Slashing weapons, like short swords and battle axes work by concentrating their force along a sharp blade, allowing them to make gashes in or completely sever body parts. Given the opportunity they make the quickest work of their foes. They are far less effective against armored targets, however, as armor will block most hits and convert them into weaker blunt damage.
Piercing weapons, like spears and picks work by concentrating their force at a point, allowing them to punch through armor and damage internal organs. They often get stuck, giving their wielder further leverage on the target.
Crushing weapons, like war hammers and maces, work by concentrating their force behind a large, blunt mass, putting dents in armor and breaking bones beneath their blows. These weapons are slow to kill their targets - dwarves have a habit of breaking every bone in their opponent's body before moving on to the next target - but are the most effective weapons against heavy and heavily armored foes which shrug off damage more easily.
Ranged weapons - crossbows, bows, and blowguns - are effectively piercing weapons which work at a distance. When used in melee combat as a bludgeon, ranged weapons produce blunt weapon damage instead.
There exists one more kind of weapon, so-called training weapons. Training weapons are all wooden, and all made at the carpenter's workshop. Training axes, spears, and short swords can be constructed in dwarf fortress mode. They do little blunt impact damage, due to the poor material properties of wood. They were intended for avoiding injuries to training dwarves during sparring, but are now redundant, since regular weapons no longer cause injuries during sparring. Training weapons can still be useful in danger rooms and live training, but it is preferable to avoid having your dwarves become "attached" to wooden weapons.
Types of targets
One can divide the types of foes you will meet into three categories.

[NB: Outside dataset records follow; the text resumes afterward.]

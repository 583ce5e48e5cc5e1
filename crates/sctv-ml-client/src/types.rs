//! ML service request/response types.

use serde::{Deserialize, Serialize};

/// One detection as returned by the inference service.
#[derive(Debug, Clone, Serialize, Deserialize)]
pub struct WireDetection {
    /// `[x1, y1, x2, y2]` in pixels
    pub bbox: [f64; 4],
    pub confidence: f64,
    /// Class index, when the service reports it
    #[serde(default, skip_serializing_if = "Option::is_none")]
    pub class_id: Option<u32>,
}

/// Detection response.
///
/// Older service builds return a bare list, newer ones wrap it.
#[derive(Debug, Clone, Serialize, Deserialize)]
#[serde(untagged)]
pub enum DetectResponse {
    List(Vec<WireDetection>),
    Wrapped { detections: Vec<WireDetection> },
}

impl DetectResponse {
    pub fn into_detections(self) -> Vec<WireDetection> {
        match self {
            DetectResponse::List(detections) => detections,
            DetectResponse::Wrapped { detections } => detections,
        }
    }
}

/// Health check response.
#[derive(Debug, Clone, Serialize, Deserialize)]
pub struct HealthResponse {
    pub status: String,
    pub version: Option<String>,
}

#[cfg(test)]
mod tests {
    use super::*;

    #[test]
    fn test_both_response_shapes_parse() {
        let bare = r#"[{"bbox":[0,0,10,10],"confidence":0.9}]"#;
        let wrapped = r#"{"detections":[{"bbox":[0,0,10,10],"confidence":0.9,"class_id":0}]}"#;

        let bare: DetectResponse = serde_json::from_str(bare).unwrap();
        let wrapped: DetectResponse = serde_json::from_str(wrapped).unwrap();

        assert_eq!(bare.into_detections().len(), 1);
        assert_eq!(wrapped.into_detections()[0].class_id, Some(0));
    }
}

The first is organic and unarmored (or poorly armored) enemies, like thieves, non-sentient creatures (be it local wildlife or siege mounts), semi-megabeasts and megabeasts besides the bronze colossus. Weapons that deal slashing damage work best and quickest against these types of enemies, severing whole body parts and leaving them severely incapacitated.
The second is organic and armored enemies, like ambushers and siegers. The way armor works, slashing blows that are countered by a piece of armor are converted into generally less effective blunt damage; the best damage against these kinds of enemies are piercing weapons, which punch through armor and damage their internal organs, incapacitating them and allowing the wielder to finish them off. Crushing weapons work as well, although they are slower.
The third and most dangerous types of enemies are inorganic enemies (or ones that don't feel pain), which are titans, forgotten beasts, bronze colossuses, and hidden fun stuff. These enemies have no internal organs, and depending on the material they are made of, may be very difficult to slash at (although a forgotten beast made of, for instance, mud is laughably easy to kill). Against these enemies, crushing weapons are the best, because they can chip at their foes until they collapse from cumulative damage.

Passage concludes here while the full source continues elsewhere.